Movement intention detection in adolescents with cerebral palsy from single-trial EEG

Objective. As for stroke rehabilitation, brain-computer interfaces could potentially be used for inducing neural plasticity in patients with cerebral palsy by pairing movement intentions with relevant somatosensory feedback. Therefore, the aim of this study was to investigate if movement intentions from children with cerebral palsy can be detected from single-trial EEG. Moreover, different feature types and electrode setups were evaluated. Approach. Eight adolescents with cerebral palsy performed self-paced dorsiflexions of the ankle while nine channels of EEG were recorded. The EEG was divided into movement intention epochs and idle epochs. The data were pre-processed and temporal, spectral and template matching features were extracted and classified using a random forest classifier. The classification accuracy of the 2-class problem was used as an estimation of the detection performance.

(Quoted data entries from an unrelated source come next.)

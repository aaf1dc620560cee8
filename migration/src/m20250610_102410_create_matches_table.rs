use sea_orm_migration::prelude::*;

#[derive(DeriveMigrationName)]
pub struct Migration;

#[async_trait::async_trait]
impl MigrationTrait for Migration {
    async fn up(&self, manager: &SchemaManager) -> Result<(), DbErr> {
        manager
            .create_table(
                Table::create()
                    .table(Matches::Table)
                    .if_not_exists()
                    .col(
                        ColumnDef::new(Matches::Id)
                            .big_integer()
                            .not_null()
                            .auto_increment()
                            .primary_key(),
                    )
                    .col(ColumnDef::new(Matches::FundId).uuid().not_null())
                    .col(ColumnDef::new(Matches::EntityType).string().not_null())
                    .col(ColumnDef::new(Matches::EntityId).uuid().not_null())
                    .col(ColumnDef::new(Matches::MatchScore).integer().not_null())
                    .col(ColumnDef::new(Matches::MatchReasons).json_binary().not_null())
                    .col(
                        ColumnDef::new(Matches::LastScoredAt)
                            .timestamp_with_time_zone()
                            .not_null(),
                    )
                    .to_owned(),
            )
            .await?;

        // The upsert key: one row per (fund, entity_type, entity_id).
        manager
            .create_index(
                Index::create()
                    .name("idx_matches_fund_entity")
                    .table(Matches::Table)
                    .col(Matches::FundId)
                    .col(Matches::EntityType)
                    .col(Matches::EntityId)
                    .unique()
                    .to_owned(),
            )
            .await
    }

    async fn down(&self, manager: &SchemaManager) -> Result<(), DbErr> {
        manager
            .drop_table(Table::drop().table(Matches::Table).to_owned())
            .await
    }
}

#[derive(DeriveIden)]
enum Matches {
    Table,
    Id,
    FundId,
    EntityType,
    EntityId,
    MatchScore,
    MatchReasons,
    LastScoredAt,
}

This analysis was repeated using a single EEG channel, a large Laplacian filtered channel and nine channels. Main results. A classification accuracy of ~70% was obtained using only a single channel. This increased to ~80% for the Laplacian filtered data, while ~75% of the data were correctly classified when using nine channels. In general, the highest accuracies were obtained using temporal features or using all of them combined. Significance. The results indicate that it is possible to detect movement intentions in patients with cerebral palsy; this may be used in the development of a brain-computer interface for motor rehabilitation of patients with cerebral palsy.